/// Page addresses and CSS selectors for the target platform's markup.
///
/// The site can change its markup independently of this program, so every
/// selector the workflows touch lives here rather than inline in the loops.
#[derive(Debug, Clone, PartialEq, Eq)]
pub struct Selectors {
    /// Home page opened during profile confirmation.
    pub home_url: String,
    /// Feed page listing every subscribed channel.
    pub subscriptions_url: String,
    /// Anchor element of one subscription entry on the feed page.
    pub subscription_entry: String,
    /// Attribute of the entry anchor that holds the channel link.
    pub entry_link_attr: String,
    /// Clickable subscribe control on a channel page.
    pub subscribe_button: String,
    /// Text node inside the control whose label decides the action.
    pub subscribe_label: String,
    /// Label text meaning the channel is not yet subscribed.
    pub label_unsubscribed: String,
    /// Label text meaning the channel is already subscribed.
    pub label_subscribed: String,
}

impl Default for Selectors {
    fn default() -> Self {
        Self {
            home_url: "https://youtube.com/".into(),
            subscriptions_url: "https://www.youtube.com/feed/channels".into(),
            subscription_entry: "a#main-link".into(),
            entry_link_attr: "href".into(),
            subscribe_button: "yt-subscribe-button-view-model".into(),
            subscribe_label:
                "yt-subscribe-button-view-model .yt-spec-button-shape-next__button-text-content"
                    .into(),
            label_unsubscribed: "Subscribe".into(),
            label_subscribed: "Subscribed".into(),
        }
    }
}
........
Instructions for the task:
Copy each line of the material where "every" is found.

Task response:
/// The site can change its markup independently of this program, so every
    /// Feed page listing every subscribed channel.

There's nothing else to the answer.